**PROBLEM DETAILS**
Word for word, return every record.

**DATASET RECORDS**
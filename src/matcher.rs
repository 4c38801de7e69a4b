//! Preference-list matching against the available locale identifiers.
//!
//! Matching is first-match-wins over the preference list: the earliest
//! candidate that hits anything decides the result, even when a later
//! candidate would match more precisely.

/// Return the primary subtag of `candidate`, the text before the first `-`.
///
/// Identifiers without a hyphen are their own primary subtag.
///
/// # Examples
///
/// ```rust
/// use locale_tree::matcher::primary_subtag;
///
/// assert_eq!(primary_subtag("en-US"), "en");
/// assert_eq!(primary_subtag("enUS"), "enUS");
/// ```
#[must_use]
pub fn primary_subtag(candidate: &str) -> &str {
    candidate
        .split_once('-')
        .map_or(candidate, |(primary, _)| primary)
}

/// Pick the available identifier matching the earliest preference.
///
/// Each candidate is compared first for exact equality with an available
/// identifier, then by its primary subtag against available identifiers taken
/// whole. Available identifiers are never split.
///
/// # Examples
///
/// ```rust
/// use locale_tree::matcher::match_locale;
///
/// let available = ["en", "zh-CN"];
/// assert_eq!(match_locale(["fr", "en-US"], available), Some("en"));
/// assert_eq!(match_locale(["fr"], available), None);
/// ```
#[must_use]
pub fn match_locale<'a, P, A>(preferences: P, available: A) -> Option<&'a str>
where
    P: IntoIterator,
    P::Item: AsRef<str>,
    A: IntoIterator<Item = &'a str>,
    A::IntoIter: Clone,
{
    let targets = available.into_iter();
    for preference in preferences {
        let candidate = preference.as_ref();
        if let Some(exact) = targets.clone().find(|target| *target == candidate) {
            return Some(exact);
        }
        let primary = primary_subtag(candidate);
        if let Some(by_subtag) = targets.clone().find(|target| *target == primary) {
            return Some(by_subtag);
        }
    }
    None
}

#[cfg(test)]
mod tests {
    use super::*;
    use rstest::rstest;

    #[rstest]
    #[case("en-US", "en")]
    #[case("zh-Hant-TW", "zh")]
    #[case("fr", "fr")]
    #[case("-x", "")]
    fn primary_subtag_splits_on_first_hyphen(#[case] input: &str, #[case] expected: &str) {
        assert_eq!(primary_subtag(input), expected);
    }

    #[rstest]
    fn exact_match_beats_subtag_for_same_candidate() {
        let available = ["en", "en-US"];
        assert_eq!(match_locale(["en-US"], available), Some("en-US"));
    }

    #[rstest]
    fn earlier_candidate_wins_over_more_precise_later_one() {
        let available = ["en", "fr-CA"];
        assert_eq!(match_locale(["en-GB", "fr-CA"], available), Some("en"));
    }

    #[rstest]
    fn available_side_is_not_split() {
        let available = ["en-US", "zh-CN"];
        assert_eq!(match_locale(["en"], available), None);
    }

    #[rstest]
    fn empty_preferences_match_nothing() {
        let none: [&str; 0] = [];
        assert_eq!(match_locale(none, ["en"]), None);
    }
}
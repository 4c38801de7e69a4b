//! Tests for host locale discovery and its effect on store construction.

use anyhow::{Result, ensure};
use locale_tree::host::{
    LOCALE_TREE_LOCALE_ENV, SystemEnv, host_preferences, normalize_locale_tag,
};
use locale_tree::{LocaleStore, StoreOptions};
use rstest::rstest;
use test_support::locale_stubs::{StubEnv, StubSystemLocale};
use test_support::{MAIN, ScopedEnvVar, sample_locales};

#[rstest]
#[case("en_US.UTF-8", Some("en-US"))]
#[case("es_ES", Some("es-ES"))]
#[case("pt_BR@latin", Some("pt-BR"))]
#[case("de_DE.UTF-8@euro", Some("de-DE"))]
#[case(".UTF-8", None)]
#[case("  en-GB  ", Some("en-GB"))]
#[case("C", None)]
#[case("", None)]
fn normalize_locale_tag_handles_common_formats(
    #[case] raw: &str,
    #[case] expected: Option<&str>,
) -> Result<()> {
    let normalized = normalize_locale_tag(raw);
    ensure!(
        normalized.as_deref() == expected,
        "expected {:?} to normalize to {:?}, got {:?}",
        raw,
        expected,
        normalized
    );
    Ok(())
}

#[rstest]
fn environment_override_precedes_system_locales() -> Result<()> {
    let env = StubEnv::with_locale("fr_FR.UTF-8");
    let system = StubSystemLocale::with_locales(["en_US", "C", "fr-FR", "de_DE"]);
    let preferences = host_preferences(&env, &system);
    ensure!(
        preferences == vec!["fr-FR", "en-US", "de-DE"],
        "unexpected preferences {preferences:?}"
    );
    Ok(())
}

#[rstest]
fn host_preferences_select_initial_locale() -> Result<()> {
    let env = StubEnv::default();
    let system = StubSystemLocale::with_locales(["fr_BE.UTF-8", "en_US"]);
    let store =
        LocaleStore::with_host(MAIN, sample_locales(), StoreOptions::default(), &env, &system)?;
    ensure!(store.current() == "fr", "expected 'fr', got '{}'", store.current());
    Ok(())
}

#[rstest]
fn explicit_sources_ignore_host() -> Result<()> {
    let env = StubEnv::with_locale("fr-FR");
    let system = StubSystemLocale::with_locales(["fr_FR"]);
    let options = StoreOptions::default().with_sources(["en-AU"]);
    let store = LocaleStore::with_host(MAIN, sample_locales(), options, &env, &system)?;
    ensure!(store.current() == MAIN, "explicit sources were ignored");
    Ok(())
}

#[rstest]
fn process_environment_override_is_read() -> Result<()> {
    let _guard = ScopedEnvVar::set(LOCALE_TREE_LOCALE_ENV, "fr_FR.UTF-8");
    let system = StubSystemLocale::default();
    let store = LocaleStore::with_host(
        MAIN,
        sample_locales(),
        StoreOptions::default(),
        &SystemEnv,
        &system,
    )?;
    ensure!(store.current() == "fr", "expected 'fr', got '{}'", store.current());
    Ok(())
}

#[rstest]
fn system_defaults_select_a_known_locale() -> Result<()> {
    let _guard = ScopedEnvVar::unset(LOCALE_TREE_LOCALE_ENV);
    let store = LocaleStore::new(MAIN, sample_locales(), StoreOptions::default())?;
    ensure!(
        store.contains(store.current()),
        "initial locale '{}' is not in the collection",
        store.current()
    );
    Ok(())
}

**ANSWER BELOW**
filename src/matcher.rs
repository 4c38801de7e69a4b
//! Preference-list matching against the available locale identifiers.
//!
//! Matching is first-match-wins over the preference list: the earliest
//! candidate that hits anything decides the result, even when a later
//! candidate would match more precisely.

/// Return the primary subtag of `candidate`, the text before the first `-`.
///
/// Identifiers without a hyphen are their own primary subtag.
///
/// # Examples
///
/// ```rust
/// use locale_tree::matcher::primary_subtag;
///
/// assert_eq!(primary_subtag("en-US"), "en");
/// assert_eq!(primary_subtag("enUS"), "enUS");
/// ```
#[must_use]
pub fn primary_subtag(candidate: &str) -> &str {
    candidate
        .split_once('-')
        .map_or(candidate, |(primary, _)| primary)
}

/// Pick the available identifier matching the earliest preference.
///
/// Each candidate is compared first for exact equality with an available
/// identifier, then by its primary subtag against available identifiers taken
/// whole. Available identifiers are never split.
///
/// # Examples
///
/// ```rust
/// use locale_tree::matcher::match_locale;
///
/// let available = ["en", "zh-CN"];
/// assert_eq!(match_locale(["fr", "en-US"], available), Some("en"));
/// assert_eq!(match_locale(["fr"], available), None);
/// ```
#[must_use]
pub fn match_locale<'a, P, A>(preferences: P, available: A) -> Option<&'a str>
where
    P: IntoIterator,
    P::Item: AsRef<str>,
    A: IntoIterator<Item = &'a str>,
    A::IntoIter: Clone,
{
    let targets = available.into_iter();
    for preference in preferences {
        let candidate = preference.as_ref();
        if let Some(exact) = targets.clone().find(|target| *target == candidate) {
            return Some(exact);
        }
        let primary = primary_subtag(candidate);
        if let Some(by_subtag) = targets.clone().find(|target| *target == primary) {
            return Some(by_subtag);
        }
    }
    None
}

#[cfg(test)]
mod tests {
    use super::*;
    use rstest::rstest;

    #[rstest]
    #[case("en-US", "en")]
    #[case("zh-Hant-TW", "zh")]
    #[case("fr", "fr")]
    #[case("-x", "")]
    fn primary_subtag_splits_on_first_hyphen(#[case] input: &str, #[case] expected: &str) {
        assert_eq!(primary_subtag(input), expected);
    }

    #[rstest]
    fn exact_match_beats_subtag_for_same_candidate() {
        let available = ["en", "en-US"];
        assert_eq!(match_locale(["en-US"], available), Some("en-US"));
    }

    #[rstest]
    fn earlier_candidate_wins_over_more_precise_later_one() {
        let available = ["en", "fr-CA"];
        assert_eq!(match_locale(["en-GB", "fr-CA"], available), Some("en"));
    }

    #[rstest]
    fn available_side_is_not_split() {
        let available = ["en-US", "zh-CN"];
        assert_eq!(match_locale(["en"], available), None);
    }

    #[rstest]
    fn empty_preferences_match_nothing() {
        let none: [&str; 0] = [];
        assert_eq!(match_locale(none, ["en"]), None);
    }
}
repository 4c38801de7e69a4b
//! Tests for host locale discovery and its effect on store construction.

use anyhow::{Result, ensure};
use locale_tree::host::{
    LOCALE_TREE_LOCALE_ENV, SystemEnv, host_preferences, normalize_locale_tag,
};
use locale_tree::{LocaleStore, StoreOptions};
use rstest::rstest;
use test_support::locale_stubs::{StubEnv, StubSystemLocale};
use test_support::{MAIN, ScopedEnvVar, sample_locales};

#[rstest]
#[case("en_US.UTF-8", Some("en-US"))]
#[case("es_ES", Some("es-ES"))]
#[case("pt_BR@latin", Some("pt-BR"))]
#[case("de_DE.UTF-8@euro", Some("de-DE"))]
#[case(".UTF-8", None)]
#[case("  en-GB  ", Some("en-GB"))]
#[case("C", None)]
#[case("", None)]
fn normalize_locale_tag_handles_common_formats(
    #[case] raw: &str,
    #[case] expected: Option<&str>,
) -> Result<()> {
    let normalized = normalize_locale_tag(raw);
    ensure!(
        normalized.as_deref() == expected,
        "expected {:?} to normalize to {:?}, got {:?}",
        raw,
        expected,
        normalized
    );
    Ok(())
}

#[rstest]
fn environment_override_precedes_system_locales() -> Result<()> {
    let env = StubEnv::with_locale("fr_FR.UTF-8");
    let system = StubSystemLocale::with_locales(["en_US", "C", "fr-FR", "de_DE"]);
    let preferences = host_preferences(&env, &system);
    ensure!(
        preferences == vec!["fr-FR", "en-US", "de-DE"],
        "unexpected preferences {preferences:?}"
    );
    Ok(())
}

#[rstest]
fn host_preferences_select_initial_locale() -> Result<()> {
    let env = StubEnv::default();
    let system = StubSystemLocale::with_locales(["fr_BE.UTF-8", "en_US"]);
    let store =
        LocaleStore::with_host(MAIN, sample_locales(), StoreOptions::default(), &env, &system)?;
    ensure!(store.current() == "fr", "expected 'fr', got '{}'", store.current());
    Ok(())
}

#[rstest]
fn explicit_sources_ignore_host() -> Result<()> {
    let env = StubEnv::with_locale("fr-FR");
    let system = StubSystemLocale::with_locales(["fr_FR"]);
    let options = StoreOptions::default().with_sources(["en-AU"]);
    let store = LocaleStore::with_host(MAIN, sample_locales(), options, &env, &system)?;
    ensure!(store.current() == MAIN, "explicit sources were ignored");
    Ok(())
}

#[rstest]
fn process_environment_override_is_read() -> Result<()> {
    let _guard = ScopedEnvVar::set(LOCALE_TREE_LOCALE_ENV, "fr_FR.UTF-8");
    let system = StubSystemLocale::default();
    let store = LocaleStore::with_host(
        MAIN,
        sample_locales(),
        StoreOptions::default(),
        &SystemEnv,
        &system,
    )?;
    ensure!(store.current() == "fr", "expected 'fr', got '{}'", store.current());
    Ok(())
}

#[rstest]
fn system_defaults_select_a_known_locale() -> Result<()> {
    let _guard = ScopedEnvVar::unset(LOCALE_TREE_LOCALE_ENV);
    let store = LocaleStore::new(MAIN, sample_locales(), StoreOptions::default())?;
    ensure!(
        store.contains(store.current()),
        "initial locale '{}' is not in the collection",
        store.current()
    );
    Ok(())
}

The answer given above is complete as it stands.